● **Exercise data**:
"""

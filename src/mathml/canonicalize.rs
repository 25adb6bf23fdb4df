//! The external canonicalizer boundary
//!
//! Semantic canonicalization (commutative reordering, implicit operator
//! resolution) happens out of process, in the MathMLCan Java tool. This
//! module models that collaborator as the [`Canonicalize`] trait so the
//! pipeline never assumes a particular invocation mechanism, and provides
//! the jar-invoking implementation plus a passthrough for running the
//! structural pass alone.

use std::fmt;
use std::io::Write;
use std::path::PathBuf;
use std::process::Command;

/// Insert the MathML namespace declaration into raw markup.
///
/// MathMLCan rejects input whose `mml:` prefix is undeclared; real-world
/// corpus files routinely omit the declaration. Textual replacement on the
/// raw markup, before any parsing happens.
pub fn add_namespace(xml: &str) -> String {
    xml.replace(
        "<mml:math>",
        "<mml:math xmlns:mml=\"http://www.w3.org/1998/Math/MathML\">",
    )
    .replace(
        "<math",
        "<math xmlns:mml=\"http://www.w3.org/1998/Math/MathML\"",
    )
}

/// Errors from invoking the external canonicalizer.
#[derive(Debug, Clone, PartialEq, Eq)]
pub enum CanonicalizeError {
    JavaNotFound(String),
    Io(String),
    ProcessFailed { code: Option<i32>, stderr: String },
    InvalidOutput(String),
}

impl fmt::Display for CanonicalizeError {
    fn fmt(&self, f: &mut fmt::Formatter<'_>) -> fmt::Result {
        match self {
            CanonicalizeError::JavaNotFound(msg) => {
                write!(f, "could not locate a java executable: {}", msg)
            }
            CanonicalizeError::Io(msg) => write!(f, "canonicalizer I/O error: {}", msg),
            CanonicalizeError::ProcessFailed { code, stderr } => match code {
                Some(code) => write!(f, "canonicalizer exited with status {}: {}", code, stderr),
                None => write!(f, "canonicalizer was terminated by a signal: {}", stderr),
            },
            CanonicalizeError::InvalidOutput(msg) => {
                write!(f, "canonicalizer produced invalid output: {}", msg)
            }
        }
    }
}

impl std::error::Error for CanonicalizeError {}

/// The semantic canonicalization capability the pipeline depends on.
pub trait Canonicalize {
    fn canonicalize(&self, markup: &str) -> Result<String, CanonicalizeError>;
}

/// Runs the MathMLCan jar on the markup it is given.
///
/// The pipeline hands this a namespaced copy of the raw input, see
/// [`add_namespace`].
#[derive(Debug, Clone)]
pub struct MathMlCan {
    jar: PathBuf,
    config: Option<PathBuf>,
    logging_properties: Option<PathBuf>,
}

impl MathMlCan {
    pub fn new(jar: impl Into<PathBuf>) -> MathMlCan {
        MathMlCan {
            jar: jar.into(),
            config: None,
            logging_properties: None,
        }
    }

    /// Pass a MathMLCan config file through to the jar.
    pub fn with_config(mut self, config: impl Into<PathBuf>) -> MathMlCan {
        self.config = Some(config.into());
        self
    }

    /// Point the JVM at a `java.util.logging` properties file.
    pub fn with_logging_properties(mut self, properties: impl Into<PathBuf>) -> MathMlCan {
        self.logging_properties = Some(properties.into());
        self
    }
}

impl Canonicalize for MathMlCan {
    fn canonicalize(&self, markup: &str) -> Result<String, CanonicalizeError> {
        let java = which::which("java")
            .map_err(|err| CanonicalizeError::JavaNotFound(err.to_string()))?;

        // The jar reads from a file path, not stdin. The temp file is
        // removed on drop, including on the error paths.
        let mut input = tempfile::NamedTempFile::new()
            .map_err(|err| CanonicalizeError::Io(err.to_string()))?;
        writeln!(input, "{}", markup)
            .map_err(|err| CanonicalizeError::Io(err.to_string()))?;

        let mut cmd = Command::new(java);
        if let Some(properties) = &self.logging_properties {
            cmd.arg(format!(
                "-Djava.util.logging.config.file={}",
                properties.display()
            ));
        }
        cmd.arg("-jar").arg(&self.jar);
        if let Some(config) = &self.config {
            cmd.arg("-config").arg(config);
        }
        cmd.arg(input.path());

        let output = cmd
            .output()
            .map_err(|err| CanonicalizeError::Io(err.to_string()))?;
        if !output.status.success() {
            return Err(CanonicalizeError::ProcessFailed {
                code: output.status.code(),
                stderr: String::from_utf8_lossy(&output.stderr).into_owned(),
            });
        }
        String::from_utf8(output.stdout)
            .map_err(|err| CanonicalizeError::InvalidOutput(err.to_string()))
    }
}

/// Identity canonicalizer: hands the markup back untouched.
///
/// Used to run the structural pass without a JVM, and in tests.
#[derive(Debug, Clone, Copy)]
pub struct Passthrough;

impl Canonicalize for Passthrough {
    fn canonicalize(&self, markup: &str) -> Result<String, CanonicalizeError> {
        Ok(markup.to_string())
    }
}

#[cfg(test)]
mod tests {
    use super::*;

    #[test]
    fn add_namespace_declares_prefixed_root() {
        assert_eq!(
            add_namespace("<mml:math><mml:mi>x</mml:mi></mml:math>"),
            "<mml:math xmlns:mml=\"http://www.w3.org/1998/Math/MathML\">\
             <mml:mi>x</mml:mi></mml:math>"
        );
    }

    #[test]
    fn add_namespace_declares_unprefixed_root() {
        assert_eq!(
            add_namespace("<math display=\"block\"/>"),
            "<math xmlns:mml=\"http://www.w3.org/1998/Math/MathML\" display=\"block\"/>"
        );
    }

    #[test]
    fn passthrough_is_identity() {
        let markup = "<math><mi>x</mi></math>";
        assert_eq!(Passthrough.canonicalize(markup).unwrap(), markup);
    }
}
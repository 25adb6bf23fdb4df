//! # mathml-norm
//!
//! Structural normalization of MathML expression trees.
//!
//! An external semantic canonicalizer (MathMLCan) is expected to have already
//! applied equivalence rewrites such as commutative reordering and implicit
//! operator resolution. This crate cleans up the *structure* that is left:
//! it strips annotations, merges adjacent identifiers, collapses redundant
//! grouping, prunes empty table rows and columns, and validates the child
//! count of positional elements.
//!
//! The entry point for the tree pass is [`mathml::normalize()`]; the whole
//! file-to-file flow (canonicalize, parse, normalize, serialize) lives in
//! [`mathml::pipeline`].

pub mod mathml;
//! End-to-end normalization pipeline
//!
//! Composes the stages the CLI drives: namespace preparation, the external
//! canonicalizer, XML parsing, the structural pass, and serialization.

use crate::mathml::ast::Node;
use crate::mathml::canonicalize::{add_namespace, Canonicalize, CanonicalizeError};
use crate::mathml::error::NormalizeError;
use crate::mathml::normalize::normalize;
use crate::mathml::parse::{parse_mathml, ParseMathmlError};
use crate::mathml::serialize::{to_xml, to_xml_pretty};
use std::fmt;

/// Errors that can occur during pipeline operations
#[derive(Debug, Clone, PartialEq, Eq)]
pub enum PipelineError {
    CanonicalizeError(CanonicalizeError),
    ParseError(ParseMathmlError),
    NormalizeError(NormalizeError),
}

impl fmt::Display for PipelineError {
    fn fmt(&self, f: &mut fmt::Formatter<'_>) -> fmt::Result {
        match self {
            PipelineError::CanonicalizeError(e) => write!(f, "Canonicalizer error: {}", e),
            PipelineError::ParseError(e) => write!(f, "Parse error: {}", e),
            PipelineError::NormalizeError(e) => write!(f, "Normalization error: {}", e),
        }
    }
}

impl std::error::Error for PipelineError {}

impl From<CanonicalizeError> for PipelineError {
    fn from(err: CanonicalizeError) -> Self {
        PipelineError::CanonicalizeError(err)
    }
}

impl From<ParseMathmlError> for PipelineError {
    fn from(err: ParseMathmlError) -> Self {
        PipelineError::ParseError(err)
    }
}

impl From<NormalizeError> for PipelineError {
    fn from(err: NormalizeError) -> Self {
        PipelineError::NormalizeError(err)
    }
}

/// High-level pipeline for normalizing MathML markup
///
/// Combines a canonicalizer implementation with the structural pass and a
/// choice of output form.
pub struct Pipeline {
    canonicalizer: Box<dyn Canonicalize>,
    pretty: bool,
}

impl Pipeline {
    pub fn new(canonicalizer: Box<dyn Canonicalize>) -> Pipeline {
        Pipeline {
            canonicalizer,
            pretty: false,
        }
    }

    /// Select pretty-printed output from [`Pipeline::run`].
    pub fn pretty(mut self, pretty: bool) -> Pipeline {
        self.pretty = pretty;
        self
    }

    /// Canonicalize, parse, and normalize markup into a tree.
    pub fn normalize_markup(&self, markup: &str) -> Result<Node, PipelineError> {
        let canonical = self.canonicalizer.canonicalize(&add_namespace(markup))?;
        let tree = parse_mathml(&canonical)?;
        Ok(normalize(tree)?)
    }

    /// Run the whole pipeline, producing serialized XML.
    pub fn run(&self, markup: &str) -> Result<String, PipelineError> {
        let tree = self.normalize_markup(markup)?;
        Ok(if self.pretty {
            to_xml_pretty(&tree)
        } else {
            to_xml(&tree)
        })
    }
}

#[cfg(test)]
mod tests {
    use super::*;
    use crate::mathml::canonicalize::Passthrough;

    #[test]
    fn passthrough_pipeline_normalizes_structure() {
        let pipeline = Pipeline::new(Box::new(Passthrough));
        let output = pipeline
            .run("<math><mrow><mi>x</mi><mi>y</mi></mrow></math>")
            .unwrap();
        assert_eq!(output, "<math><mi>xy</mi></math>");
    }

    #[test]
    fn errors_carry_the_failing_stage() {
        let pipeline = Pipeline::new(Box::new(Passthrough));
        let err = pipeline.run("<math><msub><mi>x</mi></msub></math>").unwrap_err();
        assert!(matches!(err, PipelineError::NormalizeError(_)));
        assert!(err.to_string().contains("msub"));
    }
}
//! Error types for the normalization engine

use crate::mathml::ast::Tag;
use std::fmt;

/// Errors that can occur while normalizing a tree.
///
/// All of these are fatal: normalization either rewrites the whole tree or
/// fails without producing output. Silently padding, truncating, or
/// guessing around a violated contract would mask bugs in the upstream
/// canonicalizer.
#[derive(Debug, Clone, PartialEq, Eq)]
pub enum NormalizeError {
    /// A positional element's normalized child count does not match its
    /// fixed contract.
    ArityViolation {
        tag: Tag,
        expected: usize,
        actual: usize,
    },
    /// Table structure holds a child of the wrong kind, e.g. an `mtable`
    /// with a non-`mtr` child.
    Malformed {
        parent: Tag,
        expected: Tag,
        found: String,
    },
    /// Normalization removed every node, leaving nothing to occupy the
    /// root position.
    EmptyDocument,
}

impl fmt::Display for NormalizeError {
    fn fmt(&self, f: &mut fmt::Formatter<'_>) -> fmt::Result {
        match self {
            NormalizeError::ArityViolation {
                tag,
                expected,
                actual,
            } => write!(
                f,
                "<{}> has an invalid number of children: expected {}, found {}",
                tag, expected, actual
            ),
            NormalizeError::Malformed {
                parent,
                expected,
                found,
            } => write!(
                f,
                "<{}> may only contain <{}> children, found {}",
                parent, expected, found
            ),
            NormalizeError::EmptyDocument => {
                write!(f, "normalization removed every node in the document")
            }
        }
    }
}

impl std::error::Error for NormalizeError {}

"""

● **Exercise requirements**: What number of lines in the data above include the string "status"? Answer with that number only.

● **Finished task**: 3